It’s no secret that the rise of smartphones has led to a significant increase in e-waste generated across the world. Greenpeace, an organisation that has been campaigning against environmental degradation, and iFixit, which sells specialised tools to repair gadgets, have released a new report that documents the repairability of the smartphones, tablets, and laptops that we use.
Some of the world’s biggest technology companies such as Apple, Microsoft, and Samsung have products with extremely poor repairability scores. According to Greenpeace, this is bad for the environment because if it’s hard to repair a gadget, it’s likely to end up as e-waste sooner. Even though some of the world’s biggest tech companies are taking steps to avoid harming the environment, there’s still a long way to go.
In its report, Greenpeace says, “Devices that can be easily disassembled for repair are also easier to disassemble for re-use and recycling – the next stage of a product’s life – once it is no longer possible to use the whole product anymore.
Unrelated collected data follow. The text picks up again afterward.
//! Per-node simulated positions, keyed by node id.
//!
//! The store is an arena: records live in a `Vec` in graph order and a map
//! resolves node ids to slots. Everything outside the force step goes through
//! `set`/`pin`/`unpin`, which keep the pinned invariant (`x, y == fx, fy`).

use std::collections::HashMap;

use log::debug;
use rand::Rng;
use serde::Serialize;

use super::layout::{LayoutKind, Viewport};
use super::types::{GraphEdge, GraphNode};

/// Simulated state of a single node.
#[derive(Clone, Copy, Debug, Default, PartialEq)]
pub struct PositionRecord {
	/// Horizontal position of the node centre.
	pub x: f64,
	/// Vertical position of the node centre.
	pub y: f64,
	/// Horizontal velocity from the last force step.
	pub vx: f64,
	/// Vertical velocity from the last force step.
	pub vy: f64,
	pinned: Option<(f64, f64)>,
}

impl PositionRecord {
	fn at(x: f64, y: f64) -> Self {
		Self {
			x,
			y,
			..Self::default()
		}
	}

	/// Whether a drag currently holds this node in place.
	pub fn is_pinned(&self) -> bool {
		self.pinned.is_some()
	}

	/// The fixed point of a pinned node.
	pub fn pinned_at(&self) -> Option<(f64, f64)> {
		self.pinned
	}
}

/// Exported view of one record.
#[derive(Clone, Debug, PartialEq, Serialize)]
pub struct PositionSnapshot {
	/// Node id.
	pub id: String,
	/// Horizontal position.
	pub x: f64,
	/// Vertical position.
	pub y: f64,
	/// Whether the node was pinned at snapshot time.
	pub pinned: bool,
}

/// Simulated positions of every node in the loaded graph.
#[derive(Clone, Debug, Default)]
pub struct PositionStore {
	ids: Vec<String>,
	pub(super) records: Vec<PositionRecord>,
	index: HashMap<String, usize>,
}

impl PositionStore {
	/// Creates one record per node, placed according to `layout`.
	///
	/// Duplicate ids keep their first occurrence.
	pub fn initialize<R: Rng>(
		nodes: &[GraphNode],
		edges: &[GraphEdge],
		layout: LayoutKind,
		viewport: Viewport,
		rng: &mut R,
	) -> Self {
		let placements = layout.initial_positions(nodes, edges, viewport, rng);
		let mut store = Self::default();

		for (node, (x, y)) in nodes.iter().zip(placements) {
			if store.index.contains_key(&node.id) {
				debug!("kg-graph: skipping duplicate node id {}", node.id);
				continue;
			}
			store.index.insert(node.id.clone(), store.records.len());
			store.ids.push(node.id.clone());
			store.records.push(PositionRecord::at(x, y));
		}
		store
	}

	/// Number of records.
	pub fn len(&self) -> usize {
		self.records.len()
	}

	/// True before any graph has been laid out.
	pub fn is_empty(&self) -> bool {
		self.records.is_empty()
	}

	/// Whether a record exists for `id`.
	pub fn contains(&self, id: &str) -> bool {
		self.index.contains_key(id)
	}

	pub(super) fn slot(&self, id: &str) -> Option<usize> {
		self.index.get(id).copied()
	}

	/// Looks up a record by node id.
	pub fn get(&self, id: &str) -> Option<&PositionRecord> {
		self.slot(id).map(|i| &self.records[i])
	}

	/// Moves an unpinned node. Pinned nodes only move through [`Self::pin`].
	pub fn set(&mut self, id: &str, x: f64, y: f64) -> bool {
		let Some(record) = self.slot(id).map(|i| &mut self.records[i]) else {
			return false;
		};
		if record.is_pinned() {
			return false;
		}
		record.x = x;
		record.y = y;
		true
	}

	/// Fixes a node at `(x, y)` and zeroes its velocity.
	pub fn pin(&mut self, id: &str, x: f64, y: f64) -> bool {
		let Some(record) = self.slot(id).map(|i| &mut self.records[i]) else {
			return false;
		};
		record.pinned = Some((x, y));
		record.x = x;
		record.y = y;
		record.vx = 0.0;
		record.vy = 0.0;
		true
	}

	/// Releases a pin. The node keeps its current position.
	pub fn unpin(&mut self, id: &str) -> bool {
		match self.slot(id).map(|i| &mut self.records[i]) {
			Some(record) => record.pinned.take().is_some(),
			None => false,
		}
	}

	/// Records with their ids, in graph order.
	pub fn iter(&self) -> impl Iterator<Item = (&str, &PositionRecord)> {
		self.ids
			.iter()
			.map(String::as_str)
			.zip(self.records.iter())
	}

	/// Serializable copy of every position.
	pub fn snapshot(&self) -> Vec<PositionSnapshot> {
		self.iter()
			.map(|(id, r)| PositionSnapshot {
				id: id.to_string(),
				x: r.x,
				y: r.y,
				pinned: r.is_pinned(),
			})
			.collect()
	}
}

#[cfg(test)]
mod tests {
	use rand::SeedableRng;
	use rand::rngs::SmallRng;

	use super::*;
	use crate::components::kg_graph::types::NodeKind;

	fn store(ids: &[&str]) -> PositionStore {
		let nodes: Vec<GraphNode> = ids
			.iter()
			.map(|id| GraphNode::new(*id, *id, NodeKind::Agent))
			.collect();
		PositionStore::initialize(
			&nodes,
			&[],
			LayoutKind::Circular,
			Viewport::new(400.0, 400.0),
			&mut SmallRng::seed_from_u64(1),
		)
	}

	#[test]
	fn one_record_per_node() {
		let store = store(&["a", "b", "c", "a"]);
		assert_eq!(store.len(), 3);
		assert!(store.contains("c"));
		assert!(store.get("missing").is_none());
	}

	#[test]
	fn pin_forces_position_and_blocks_set() {
		let mut store = store(&["a", "b"]);

		assert!(store.pin("a", 10.0, 15.0));
		let record = store.get("a").unwrap();
		assert_eq!((record.x, record.y), (10.0, 15.0));
		assert_eq!(record.pinned_at(), Some((10.0, 15.0)));

		assert!(!store.set("a", 99.0, 99.0));
		assert_eq!(store.get("a").unwrap().x, 10.0);

		assert!(store.unpin("a"));
		assert!(!store.get("a").unwrap().is_pinned());
		assert!(store.set("a", 99.0, 98.0));
		assert_eq!(store.get("a").unwrap().y, 98.0);
	}

	#[test]
	fn unknown_ids_are_ignored() {
		let mut store = store(&["a"]);
		assert!(!store.set("zz", 1.0, 1.0));
		assert!(!store.pin("zz", 1.0, 1.0));
		assert!(!store.unpin("zz"));
		assert!(!store.unpin("a"));
	}

	#[test]
	fn snapshot_lists_records_in_graph_order() {
		let mut store = store(&["a", "b"]);
		store.pin("b", 5.0, 6.0);

		let snapshot = store.snapshot();
		assert_eq!(snapshot[0].id, "a");
		assert_eq!(
			snapshot[1],
			PositionSnapshot {
				id: "b".into(),
				x: 5.0,
				y: 6.0,
				pinned: true,
			}
		);
		let json = serde_json::to_value(&snapshot).unwrap();
		assert_eq!(json[1]["pinned"], true);
	}
}
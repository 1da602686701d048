//! kg-graph: Interactive knowledge-graph visualization.
//!
//! This crate provides a WASM-based graph visualization component that renders
//! agent-routing knowledge graphs with force-directed, circular and layered
//! layouts, hover highlighting, and node dragging.

use leptos::prelude::*;
use leptos_meta::*;
use log::{Level, info, warn};
use wasm_bindgen::JsCast;
use web_sys::{HtmlScriptElement, Window};

pub mod components;

pub use components::kg_graph::{
	GraphData, GraphEdge, GraphEngine, GraphError, GraphNode, GraphStatus, KnowledgeGraphCanvas,
	LayoutKind, NodeKind,
};

/// Initialize logging and panic hooks for the WASM target.
pub fn init_logging() {
	let _ = console_log::init_with_level(Level::Debug);
	console_error_panic_hook::set_once();
	info!("kg-graph: logging initialized");
}

/// Load graph data from a script element with id="graph-data".
/// Expected format: JSON with { nodes: [...], edges: [...] }
///
/// A missing element or an unparsable payload both mean "no data"; an empty
/// node list is passed through so the view can tell the two apart.
fn load_graph_data() -> Option<GraphData> {
	let window: Window = web_sys::window()?;
	let document = window.document()?;
	let element = document.get_element_by_id("graph-data")?;
	let script: HtmlScriptElement = element.dyn_into().ok()?;
	let json_text = script.text().ok()?;

	match GraphData::from_json(&json_text) {
		Ok(data) => {
			info!(
				"kg-graph: loaded {} nodes, {} edges",
				data.nodes.len(),
				data.edges.len()
			);
			Some(data)
		}
		Err(e) => {
			warn!("kg-graph: {}", e);
			None
		}
	}
}

/// Main application component.
/// Loads graph data from DOM and renders the knowledge graph visualization.
#[component]
pub fn App() -> impl IntoView {
	provide_meta_context();

	let graph_data = load_graph_data();
	let graph_signal = Signal::derive(move || graph_data.clone());

	view! {
		<Html attr:lang="en" attr:dir="ltr" attr:data-theme="dark" />
		<Title text="Knowledge Graph" />
		<Meta charset="UTF-8" />
		<Meta name="viewport" content="width=device-width, initial-scale=1.0" />

		<div class="fullscreen-graph">
			<KnowledgeGraphCanvas data=graph_signal />
			<div class="graph-overlay">
				<p class="subtitle">"Hover to inspect. Drag nodes to reposition."</p>
			</div>
		</div>
	}
}
//! UI components.

pub mod kg_graph;
//! Error type for the few fallible operations around the graph view.
//!
//! None of these are fatal to the page: callers log them and fall back to an
//! informational state.

use thiserror::Error;

/// Errors raised while loading a graph or preparing its canvas.
#[derive(Debug, Error)]
pub enum GraphError {
	/// The JSON payload does not match `{ nodes, edges }`.
	#[error("invalid graph payload: {0}")]
	Payload(#[from] serde_json::Error),

	/// A layout name outside `force`, `circular` and `hierarchical`.
	#[error("unknown layout `{0}` (expected force, circular or hierarchical)")]
	UnknownLayout(String),

	/// The canvas refused to hand out a 2d rendering context.
	#[error("canvas 2d context unavailable: {0}")]
	Context(String),
}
Components can be used again and, if not, recycled to recover the valuable raw materials.”
The 27-page report is divided into three sections — smartphones, tablets, and laptops. Greenpeace and iFixit chose 44 gadgets from some of the world’s most popular technology companies to check whether they’re easy to repair. They checked things like how easy it is to remove the display and whether components can be replaced easily, apart from looking for a repair manual for the product.